Toyota Drives Workers to Suicide
Friday, October 29, 2004 Posted: 10:55 AM JST
Japan Focus carries an eye opening article by Satoshi Kamata, one of Japan's leading investigative journalists, about giant auto maker Toyota. Toyota, the most profitable company in Japan and the fourth in the world, this year became the first Japanese company to pass one trillion yen in profits. Though it sold 1.3 million fewer cars than world-leader General Motors, its profits were twice as high. It achieves this by squeezing every bit of energy out of its employees says Kamata.

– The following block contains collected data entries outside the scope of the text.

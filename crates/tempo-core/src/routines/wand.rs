//! Wand use.

use tempo_audit::ActionKind;

use super::{check_resource, ActionRoutine, RejectReason};
use crate::actor::ActorSnapshot;

/// Wand routine. Needs a charge; a disrupted actor cannot use one.
#[derive(Debug, Clone, Copy, Default)]
pub struct WandRoutine;

impl ActionRoutine for WandRoutine {
    fn kind(&self) -> ActionKind {
        ActionKind::Wand
    }

    fn name(&self) -> &'static str {
        "wand"
    }

    fn check(&self, actor: &ActorSnapshot, cost: u32) -> Result<(), RejectReason> {
        if actor.interrupted {
            return Err(RejectReason::Interrupted);
        }
        check_resource(actor, ActionKind::Wand, cost.max(1))
    }
}
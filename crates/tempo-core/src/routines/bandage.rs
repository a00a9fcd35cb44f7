//! Bandaging.

use tempo_audit::ActionKind;

use super::{check_resource, ActionRoutine, RejectReason};
use crate::actor::ActorSnapshot;

/// Bandage routine. Needs at least one bandage (or the entry's cost).
#[derive(Debug, Clone, Copy, Default)]
pub struct BandageRoutine;

impl ActionRoutine for BandageRoutine {
    fn kind(&self) -> ActionKind {
        ActionKind::Bandage
    }

    fn name(&self) -> &'static str {
        "bandage"
    }

    fn check(&self, actor: &ActorSnapshot, cost: u32) -> Result<(), RejectReason> {
        check_resource(actor, ActionKind::Bandage, cost.max(1))
    }
}
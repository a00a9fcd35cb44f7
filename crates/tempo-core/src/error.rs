//! Error types for the timing engine.
//!
//! Only startup and shutdown paths (table, configuration, driver thread) return
//! [`TimingError`]. The tick path never fails as a whole: data problems fall
//! back to defaults, and a failing routine yields a [`RoutineError`] that is
//! isolated to its actor channel.

use std::path::PathBuf;

use thiserror::Error;

/// Startup and configuration errors.
#[derive(Debug, Error)]
pub enum TimingError {
    /// Timing table could not be read.
    #[error("failed to read timing table {path}: {source}")]
    TableIo {
        /// Path that was read.
        path: PathBuf,
        /// Underlying I/O error.
        #[source]
        source: std::io::Error,
    },

    /// Timing table was not valid JSON.
    #[error("failed to parse timing table {path}: {source}")]
    TableParse {
        /// Path that was parsed.
        path: PathBuf,
        /// Underlying parse error.
        #[source]
        source: serde_json::Error,
    },

    /// Two entries share a key.
    #[error("duplicate timing entry key {0}")]
    DuplicateEntry(u32),

    /// An entry's fields are inconsistent.
    #[error("invalid timing entry {key}: {reason}")]
    InvalidEntry {
        /// Offending key.
        key: u32,
        /// What is wrong with it.
        reason: String,
    },

    /// Configuration file could not be read.
    #[error("failed to read config {path}: {source}")]
    ConfigIo {
        /// Path that was read.
        path: PathBuf,
        /// Underlying I/O error.
        #[source]
        source: std::io::Error,
    },

    /// Configuration file was not valid JSON.
    #[error("failed to parse config {path}: {source}")]
    ConfigParse {
        /// Path that was parsed.
        path: PathBuf,
        /// Underlying parse error.
        #[source]
        source: serde_json::Error,
    },

    /// A configuration value is out of range.
    #[error("invalid config: {0}")]
    InvalidConfig(String),

    /// The tick driver thread could not be started.
    #[error("failed to spawn tick driver: {0}")]
    DriverSpawn(#[source] std::io::Error),

    /// The tick driver thread panicked.
    #[error("tick driver panicked")]
    DriverPanicked,
}

/// Result alias for startup operations.
pub type TimingResult<T> = Result<T, TimingError>;

/// Fault raised by an action routine or the host while handling one channel.
///
/// Faults are logged and counted by the scheduler; they never abort a tick.
#[derive(Debug, Clone, PartialEq, Eq, Error)]
pub enum RoutineError {
    /// The host collaborator reported a failure.
    #[error("host error: {0}")]
    Host(String),

    /// The routine panicked; the payload message is kept when it was a string.
    #[error("routine panicked: {0}")]
    Panicked(String),
}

Kamata wrote a best-selling book about his experiences as a seasonal laborer at Toyota in the early 1970s. On July 2, 2004 Shukan Kinyobi published a report of a return visit to Toyota's headquarters. The article in Japan Focus is the translation of this article.
The journalist describes how Toyota has been increasing the number of so called "term employees". Temporary workers who are offered a monthly wage of JPY 254,430 (USD 2,300). Thirty years ago the company had a total of 41,000 employees. Even though it has managed to increase profits by thirty times the number of employees has grown just fifty percent to 65,000. The number of term employees however, has grown from 3,000 to about 10,000. These workers are not allowed to work longer than two years and eleven months. Then they are "discarded" as Kamata dramatically calls it.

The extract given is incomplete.